### [The problem]
Line count for the string "past" in the records below: report that figure and nothing else.

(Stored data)
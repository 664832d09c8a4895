//! Typed paths into a document tree and internal reference resolution.
//!
//! A document is a `serde_json::Value` whose root is usually a mapping. A
//! [`Path`] is a sequence of [`Step`]s, each a mapping key or a sequence index.
//! Lookups never fail loudly: a missing location is `None`, because callers
//! render partial and invalid documents.
//!
//! # Example
//!
//! ```
//! use docsync_pointer::{get, set, Step};
//! use serde_json::json;
//!
//! let doc = json!({"info": {"title": "Petstore"}});
//! let path = vec![Step::key("info"), Step::key("title")];
//! assert_eq!(get(&doc, &path), Some(&json!("Petstore")));
//!
//! let doc2 = set(&doc, &[Step::key("tags"), Step::index(0)], json!("pets"));
//! assert_eq!(doc2["tags"], json!(["pets"]));
//! // The input snapshot is untouched.
//! assert!(doc.get("tags").is_none());
//! ```

use serde_json::{Map, Value};

pub mod reference;
pub mod types;

pub use reference::{
    format_reference, parse_reference, ref_target, resolve, resolve_chain, to_edit_path,
    ReferenceError, Resolution, ResolutionPass, REF_KEY,
};
pub use types::{is_valid_index, Path, Step};

/// How many `null`s a write may add to pad a sequence up to the written index.
pub const MAX_INDEX_GAP: usize = 1024;

/// Look up the child of `container` addressed by a single step.
///
/// An index step on a mapping reads the decimal key, and a digit-only key
/// step on a sequence reads the index.
pub fn child<'a>(container: &'a Value, step: &Step) -> Option<&'a Value> {
    match container {
        Value::Object(map) => map.get(&*step.as_key()),
        Value::Array(arr) => arr.get(step.as_index()?),
        _ => None,
    }
}

/// Mutable counterpart of [`child`].
pub fn child_mut<'a>(container: &'a mut Value, step: &Step) -> Option<&'a mut Value> {
    match container {
        Value::Object(map) => map.get_mut(&*step.as_key()),
        Value::Array(arr) => arr.get_mut(step.as_index()?),
        _ => None,
    }
}

/// Get a value from a document by path.
///
/// Returns `None` if any step is missing. An explicit `null` is returned as
/// `Some(&Value::Null)`.
///
/// # Example
///
/// ```
/// use docsync_pointer::{get, Step};
/// use serde_json::json;
///
/// let doc = json!({"responses": {"200": {"description": "ok"}}});
/// let path = vec![Step::key("responses"), Step::index(200), Step::key("description")];
/// assert_eq!(get(&doc, &path), Some(&json!("ok")));
/// assert_eq!(get(&doc, &[Step::key("missing")]), None);
/// ```
pub fn get<'a>(doc: &'a Value, path: &[Step]) -> Option<&'a Value> {
    path.iter().try_fold(doc, |current, step| child(current, step))
}

/// Get a mutable reference to a value by path.
pub fn get_mut<'a>(doc: &'a mut Value, path: &[Step]) -> Option<&'a mut Value> {
    let mut current = doc;
    for step in path {
        current = child_mut(current, step)?;
    }
    Some(current)
}

/// Return a copy of `doc` with `value` written at `path`.
///
/// Missing intermediate containers are created: a mapping when the next step
/// is a key, a sequence when it is an index. See [`set_in_place`]; a write
/// it refuses returns an unchanged copy.
pub fn set(doc: &Value, path: &[Step], value: Value) -> Value {
    let mut next = doc.clone();
    set_in_place(&mut next, path, value);
    next
}

/// Write `value` at `path` inside an owned document.
///
/// Writing past the end of a sequence pads it with `null`, by at most
/// [`MAX_INDEX_GAP`] elements. A scalar sitting where a container is needed
/// is replaced by one, as is a sequence addressed with a non-numeric key. An
/// empty path replaces the whole document.
///
/// Returns `false`, leaving `doc` untouched, when an index lies further past
/// a sequence end than the gap allows.
pub fn set_in_place(doc: &mut Value, path: &[Step], value: Value) -> bool {
    if !is_writable(doc, path) {
        return false;
    }
    let Some((last, parents)) = path.split_last() else {
        *doc = value;
        return true;
    };
    let mut current = doc;
    for (i, step) in parents.iter().enumerate() {
        let slot = slot_mut(current, step);
        if !slot.is_object() && !slot.is_array() {
            *slot = empty_container_for(&path[i + 1]);
        }
        current = slot;
    }
    *slot_mut(current, last) = value;
    true
}

/// Check that writing at `path` pads no sequence by more than
/// [`MAX_INDEX_GAP`] elements.
fn is_writable(doc: &Value, path: &[Step]) -> bool {
    let mut current = Some(doc);
    for step in path {
        let gap = match current {
            Some(Value::Object(_)) => 0,
            Some(Value::Array(arr)) => step
                .as_index()
                .map_or(0, |idx| idx.saturating_sub(arr.len())),
            // Absent or scalar: a fresh container takes its place.
            _ => match step {
                Step::Index(idx) => *idx,
                Step::Key(_) => 0,
            },
        };
        if gap > MAX_INDEX_GAP {
            return false;
        }
        current = current.and_then(|container| child(container, step));
    }
    true
}

/// Split a path into its parent path and final step.
///
/// Returns `None` for the root path.
pub fn split_parent(path: &[Step]) -> Option<(&[Step], &Step)> {
    let (last, parent) = path.split_last()?;
    Some((parent, last))
}

/// Check if `parent` is a strict prefix of `child`.
pub fn is_child(parent: &[Step], child: &[Step]) -> bool {
    parent.len() < child.len() && child[..parent.len()] == *parent
}

/// Render a path for humans and log fields: `paths./pets.get.tags[0]`.
pub fn format_path(path: &[Step]) -> String {
    let mut out = String::new();
    for step in path {
        match step {
            Step::Index(i) => {
                out.push('[');
                out.push_str(&i.to_string());
                out.push(']');
            }
            Step::Key(k) => {
                if !out.is_empty() {
                    out.push('.');
                }
                out.push_str(k);
            }
        }
    }
    out
}

fn empty_container_for(step: &Step) -> Value {
    if step.is_index() {
        Value::Array(Vec::new())
    } else {
        Value::Object(Map::new())
    }
}

/// The slot for `step` inside `container`, creating it (and, if needed, the
/// container itself) so that it exists.
fn slot_mut<'a>(container: &'a mut Value, step: &Step) -> &'a mut Value {
    let index = step.as_index();
    let fits = match &*container {
        Value::Object(_) => true,
        Value::Array(_) => index.is_some(),
        _ => false,
    };
    if !fits {
        *container = empty_container_for(step);
    }
    match container {
        Value::Array(arr) => {
            let idx = index.unwrap_or(arr.len());
            if idx >= arr.len() {
                arr.resize(idx + 1, Value::Null);
            }
            &mut arr[idx]
        }
        Value::Object(map) => map
            .entry(step.as_key().into_owned())
            .or_insert(Value::Null),
        // Not reachable: `container` was replaced by a container above.
        scalar => scalar,
    }
}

### [Written reply]
2